#### ASSIGNMENT
For the records below, reproduce exactly the line that contains "assert_eq!(order.items_total(), order.total_amount);" and all subsequent lines, with nothing left out and nothing added.

(Dataset entries)
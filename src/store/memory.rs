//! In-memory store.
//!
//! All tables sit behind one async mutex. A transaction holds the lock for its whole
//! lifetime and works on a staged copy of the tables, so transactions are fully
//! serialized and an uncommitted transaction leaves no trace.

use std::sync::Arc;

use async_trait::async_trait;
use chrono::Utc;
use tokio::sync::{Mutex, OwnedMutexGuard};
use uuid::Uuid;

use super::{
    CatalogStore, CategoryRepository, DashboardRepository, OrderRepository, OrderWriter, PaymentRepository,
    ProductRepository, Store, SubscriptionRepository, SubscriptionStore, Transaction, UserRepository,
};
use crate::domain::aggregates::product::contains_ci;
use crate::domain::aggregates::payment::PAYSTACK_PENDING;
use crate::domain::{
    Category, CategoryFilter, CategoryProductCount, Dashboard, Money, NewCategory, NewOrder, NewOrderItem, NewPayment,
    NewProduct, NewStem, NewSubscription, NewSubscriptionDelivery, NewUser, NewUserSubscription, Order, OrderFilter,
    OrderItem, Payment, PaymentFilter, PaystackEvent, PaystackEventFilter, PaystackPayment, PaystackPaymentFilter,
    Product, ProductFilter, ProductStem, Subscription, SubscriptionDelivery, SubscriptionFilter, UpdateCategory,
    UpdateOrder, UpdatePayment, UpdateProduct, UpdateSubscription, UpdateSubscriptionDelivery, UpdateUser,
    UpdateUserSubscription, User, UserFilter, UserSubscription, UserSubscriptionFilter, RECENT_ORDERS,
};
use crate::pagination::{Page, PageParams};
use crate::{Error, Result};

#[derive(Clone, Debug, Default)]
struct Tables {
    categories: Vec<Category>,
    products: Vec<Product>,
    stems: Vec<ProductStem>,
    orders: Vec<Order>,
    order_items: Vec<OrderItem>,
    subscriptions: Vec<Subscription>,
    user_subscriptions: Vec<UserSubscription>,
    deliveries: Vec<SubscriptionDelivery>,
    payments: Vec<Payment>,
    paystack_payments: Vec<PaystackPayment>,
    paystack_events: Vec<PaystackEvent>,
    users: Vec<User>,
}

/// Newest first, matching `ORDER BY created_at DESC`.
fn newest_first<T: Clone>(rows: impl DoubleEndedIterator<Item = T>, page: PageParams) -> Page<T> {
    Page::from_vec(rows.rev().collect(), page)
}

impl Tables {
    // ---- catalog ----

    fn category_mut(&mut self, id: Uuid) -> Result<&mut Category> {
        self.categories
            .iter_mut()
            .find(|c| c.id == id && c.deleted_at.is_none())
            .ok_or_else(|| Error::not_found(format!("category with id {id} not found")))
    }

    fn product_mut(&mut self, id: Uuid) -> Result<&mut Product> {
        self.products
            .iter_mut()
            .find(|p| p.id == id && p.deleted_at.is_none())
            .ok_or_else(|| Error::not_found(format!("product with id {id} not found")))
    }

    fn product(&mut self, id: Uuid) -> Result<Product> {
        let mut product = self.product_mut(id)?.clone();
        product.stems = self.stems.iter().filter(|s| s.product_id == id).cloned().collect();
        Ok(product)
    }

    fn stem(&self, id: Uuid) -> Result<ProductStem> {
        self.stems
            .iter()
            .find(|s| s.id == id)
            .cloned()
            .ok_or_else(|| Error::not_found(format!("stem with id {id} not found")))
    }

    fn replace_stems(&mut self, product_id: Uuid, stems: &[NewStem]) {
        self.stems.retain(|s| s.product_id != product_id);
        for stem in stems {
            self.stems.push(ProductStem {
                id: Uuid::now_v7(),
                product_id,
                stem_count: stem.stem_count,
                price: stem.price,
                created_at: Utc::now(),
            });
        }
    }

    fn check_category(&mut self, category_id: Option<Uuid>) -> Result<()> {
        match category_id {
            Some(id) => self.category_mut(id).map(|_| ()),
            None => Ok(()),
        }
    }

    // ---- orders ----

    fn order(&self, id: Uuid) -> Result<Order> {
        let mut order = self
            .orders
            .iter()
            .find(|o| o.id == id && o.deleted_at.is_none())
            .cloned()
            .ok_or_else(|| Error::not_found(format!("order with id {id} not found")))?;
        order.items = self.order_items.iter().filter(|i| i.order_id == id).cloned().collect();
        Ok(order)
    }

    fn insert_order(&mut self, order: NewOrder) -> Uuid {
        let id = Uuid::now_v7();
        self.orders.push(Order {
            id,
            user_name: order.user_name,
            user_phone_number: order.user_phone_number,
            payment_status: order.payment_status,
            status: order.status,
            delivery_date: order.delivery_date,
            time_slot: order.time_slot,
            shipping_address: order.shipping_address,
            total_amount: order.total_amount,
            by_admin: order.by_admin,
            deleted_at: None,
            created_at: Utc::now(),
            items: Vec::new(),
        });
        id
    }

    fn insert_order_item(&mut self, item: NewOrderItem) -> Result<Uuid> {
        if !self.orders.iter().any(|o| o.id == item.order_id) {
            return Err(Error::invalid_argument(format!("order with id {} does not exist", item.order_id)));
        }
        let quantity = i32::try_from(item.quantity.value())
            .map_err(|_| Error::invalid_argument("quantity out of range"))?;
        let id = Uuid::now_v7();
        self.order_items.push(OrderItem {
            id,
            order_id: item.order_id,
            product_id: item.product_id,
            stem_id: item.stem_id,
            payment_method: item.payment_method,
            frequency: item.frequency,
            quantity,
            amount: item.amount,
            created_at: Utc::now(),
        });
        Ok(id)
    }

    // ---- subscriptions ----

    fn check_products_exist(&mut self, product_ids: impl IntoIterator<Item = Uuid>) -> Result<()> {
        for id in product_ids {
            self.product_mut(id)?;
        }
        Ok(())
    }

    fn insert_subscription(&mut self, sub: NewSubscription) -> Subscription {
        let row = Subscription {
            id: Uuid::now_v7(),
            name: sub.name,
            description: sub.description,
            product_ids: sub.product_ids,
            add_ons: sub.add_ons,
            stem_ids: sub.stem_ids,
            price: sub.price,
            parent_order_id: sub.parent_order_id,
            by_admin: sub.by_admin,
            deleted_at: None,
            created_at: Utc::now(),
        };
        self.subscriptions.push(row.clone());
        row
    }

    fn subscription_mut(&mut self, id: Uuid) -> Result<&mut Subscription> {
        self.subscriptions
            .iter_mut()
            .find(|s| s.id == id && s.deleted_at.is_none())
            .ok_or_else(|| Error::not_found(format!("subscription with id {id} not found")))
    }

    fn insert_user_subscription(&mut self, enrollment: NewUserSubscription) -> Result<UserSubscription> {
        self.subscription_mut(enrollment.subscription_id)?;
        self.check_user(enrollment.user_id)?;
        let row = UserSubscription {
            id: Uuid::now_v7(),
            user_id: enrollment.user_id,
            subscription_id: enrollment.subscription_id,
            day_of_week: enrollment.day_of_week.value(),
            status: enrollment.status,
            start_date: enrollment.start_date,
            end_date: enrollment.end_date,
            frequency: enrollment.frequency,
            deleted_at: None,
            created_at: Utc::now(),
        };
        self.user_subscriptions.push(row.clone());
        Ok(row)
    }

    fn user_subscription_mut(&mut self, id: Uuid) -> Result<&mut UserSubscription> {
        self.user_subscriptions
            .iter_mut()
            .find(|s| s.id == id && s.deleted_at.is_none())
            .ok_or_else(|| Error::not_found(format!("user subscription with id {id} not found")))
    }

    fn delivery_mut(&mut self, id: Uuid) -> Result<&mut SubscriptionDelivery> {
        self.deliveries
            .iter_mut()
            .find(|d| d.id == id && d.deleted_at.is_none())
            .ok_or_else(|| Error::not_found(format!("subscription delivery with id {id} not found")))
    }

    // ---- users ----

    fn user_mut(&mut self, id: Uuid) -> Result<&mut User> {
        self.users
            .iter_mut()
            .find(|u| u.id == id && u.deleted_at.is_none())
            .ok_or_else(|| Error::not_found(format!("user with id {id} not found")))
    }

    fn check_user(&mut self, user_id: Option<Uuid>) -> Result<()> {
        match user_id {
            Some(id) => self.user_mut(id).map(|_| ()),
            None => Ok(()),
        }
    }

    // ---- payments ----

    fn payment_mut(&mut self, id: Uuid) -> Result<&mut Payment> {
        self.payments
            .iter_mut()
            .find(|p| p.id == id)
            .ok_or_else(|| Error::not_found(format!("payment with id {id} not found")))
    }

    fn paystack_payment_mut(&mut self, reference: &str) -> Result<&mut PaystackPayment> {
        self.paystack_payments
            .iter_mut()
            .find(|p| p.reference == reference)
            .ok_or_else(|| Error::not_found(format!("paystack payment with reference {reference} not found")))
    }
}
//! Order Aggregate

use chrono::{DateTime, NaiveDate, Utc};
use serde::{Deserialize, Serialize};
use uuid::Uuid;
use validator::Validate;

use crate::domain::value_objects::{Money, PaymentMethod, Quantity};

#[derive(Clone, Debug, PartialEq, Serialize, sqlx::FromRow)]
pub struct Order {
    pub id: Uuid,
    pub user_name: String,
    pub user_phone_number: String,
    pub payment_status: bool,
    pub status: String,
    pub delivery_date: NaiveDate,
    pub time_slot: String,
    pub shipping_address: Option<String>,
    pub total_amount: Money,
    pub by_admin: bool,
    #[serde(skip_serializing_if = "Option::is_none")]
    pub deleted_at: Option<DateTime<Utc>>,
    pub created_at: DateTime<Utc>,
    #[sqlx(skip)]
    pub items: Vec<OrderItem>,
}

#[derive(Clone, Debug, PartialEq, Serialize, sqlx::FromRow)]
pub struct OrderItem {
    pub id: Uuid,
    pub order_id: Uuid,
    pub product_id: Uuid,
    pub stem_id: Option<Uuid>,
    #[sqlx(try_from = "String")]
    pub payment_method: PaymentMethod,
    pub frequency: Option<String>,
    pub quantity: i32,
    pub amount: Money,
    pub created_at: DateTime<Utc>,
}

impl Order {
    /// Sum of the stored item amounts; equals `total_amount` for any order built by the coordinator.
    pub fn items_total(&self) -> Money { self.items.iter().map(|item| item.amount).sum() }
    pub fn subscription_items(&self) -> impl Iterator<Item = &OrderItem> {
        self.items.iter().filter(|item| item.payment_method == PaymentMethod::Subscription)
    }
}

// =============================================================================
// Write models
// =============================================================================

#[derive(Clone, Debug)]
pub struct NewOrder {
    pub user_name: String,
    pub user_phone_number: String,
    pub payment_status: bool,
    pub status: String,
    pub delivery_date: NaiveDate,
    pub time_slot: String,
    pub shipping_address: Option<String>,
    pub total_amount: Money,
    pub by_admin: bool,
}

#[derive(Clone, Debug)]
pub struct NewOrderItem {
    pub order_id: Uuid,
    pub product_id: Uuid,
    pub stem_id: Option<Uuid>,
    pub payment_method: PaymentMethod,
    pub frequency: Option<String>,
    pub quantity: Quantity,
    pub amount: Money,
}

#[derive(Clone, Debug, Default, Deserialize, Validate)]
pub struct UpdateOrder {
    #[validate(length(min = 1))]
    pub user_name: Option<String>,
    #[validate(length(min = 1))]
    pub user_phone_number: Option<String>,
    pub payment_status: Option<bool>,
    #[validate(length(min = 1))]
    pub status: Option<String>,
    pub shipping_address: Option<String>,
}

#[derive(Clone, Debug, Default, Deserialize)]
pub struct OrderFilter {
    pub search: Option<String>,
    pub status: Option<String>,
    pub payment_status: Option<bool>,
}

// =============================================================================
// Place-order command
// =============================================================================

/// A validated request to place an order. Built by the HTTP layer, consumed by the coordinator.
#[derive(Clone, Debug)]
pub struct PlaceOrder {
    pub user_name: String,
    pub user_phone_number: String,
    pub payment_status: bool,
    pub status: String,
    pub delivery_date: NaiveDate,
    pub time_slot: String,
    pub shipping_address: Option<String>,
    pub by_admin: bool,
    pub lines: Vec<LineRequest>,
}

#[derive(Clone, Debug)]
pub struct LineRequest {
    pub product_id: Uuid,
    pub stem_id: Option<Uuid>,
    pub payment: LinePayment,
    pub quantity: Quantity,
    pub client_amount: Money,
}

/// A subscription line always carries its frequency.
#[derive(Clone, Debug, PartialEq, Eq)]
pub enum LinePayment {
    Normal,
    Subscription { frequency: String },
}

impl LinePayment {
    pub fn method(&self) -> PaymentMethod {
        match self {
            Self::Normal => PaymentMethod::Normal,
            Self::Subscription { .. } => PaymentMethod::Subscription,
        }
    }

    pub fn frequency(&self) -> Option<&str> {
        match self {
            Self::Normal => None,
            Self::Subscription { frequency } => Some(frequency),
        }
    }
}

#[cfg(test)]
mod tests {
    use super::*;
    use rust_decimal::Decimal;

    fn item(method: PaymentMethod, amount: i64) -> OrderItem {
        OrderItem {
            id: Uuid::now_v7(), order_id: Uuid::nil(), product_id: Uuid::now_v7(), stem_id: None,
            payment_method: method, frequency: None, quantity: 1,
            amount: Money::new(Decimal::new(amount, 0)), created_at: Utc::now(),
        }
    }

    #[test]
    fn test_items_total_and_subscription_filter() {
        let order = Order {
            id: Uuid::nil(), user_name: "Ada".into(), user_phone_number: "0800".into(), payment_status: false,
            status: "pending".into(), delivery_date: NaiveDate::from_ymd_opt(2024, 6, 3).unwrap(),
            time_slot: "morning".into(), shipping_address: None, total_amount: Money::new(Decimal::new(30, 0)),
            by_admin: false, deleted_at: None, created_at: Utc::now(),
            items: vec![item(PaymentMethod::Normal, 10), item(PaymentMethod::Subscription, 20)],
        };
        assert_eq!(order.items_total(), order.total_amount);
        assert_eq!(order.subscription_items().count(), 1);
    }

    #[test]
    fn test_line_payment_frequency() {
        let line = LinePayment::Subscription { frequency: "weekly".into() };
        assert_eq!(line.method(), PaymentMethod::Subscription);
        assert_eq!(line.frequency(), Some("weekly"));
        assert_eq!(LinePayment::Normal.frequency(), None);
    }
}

#### WRITTEN ANSWER
        assert_eq!(order.items_total(), order.total_amount);
        assert_eq!(order.subscription_items().count(), 1);
    }

    #[test]
    fn test_line_payment_frequency() {
        let line = LinePayment::Subscription { frequency: "weekly".into() };
        assert_eq!(line.method(), PaymentMethod::Subscription);
        assert_eq!(line.frequency(), Some("weekly"));
        assert_eq!(LinePayment::Normal.frequency(), None);
    }
}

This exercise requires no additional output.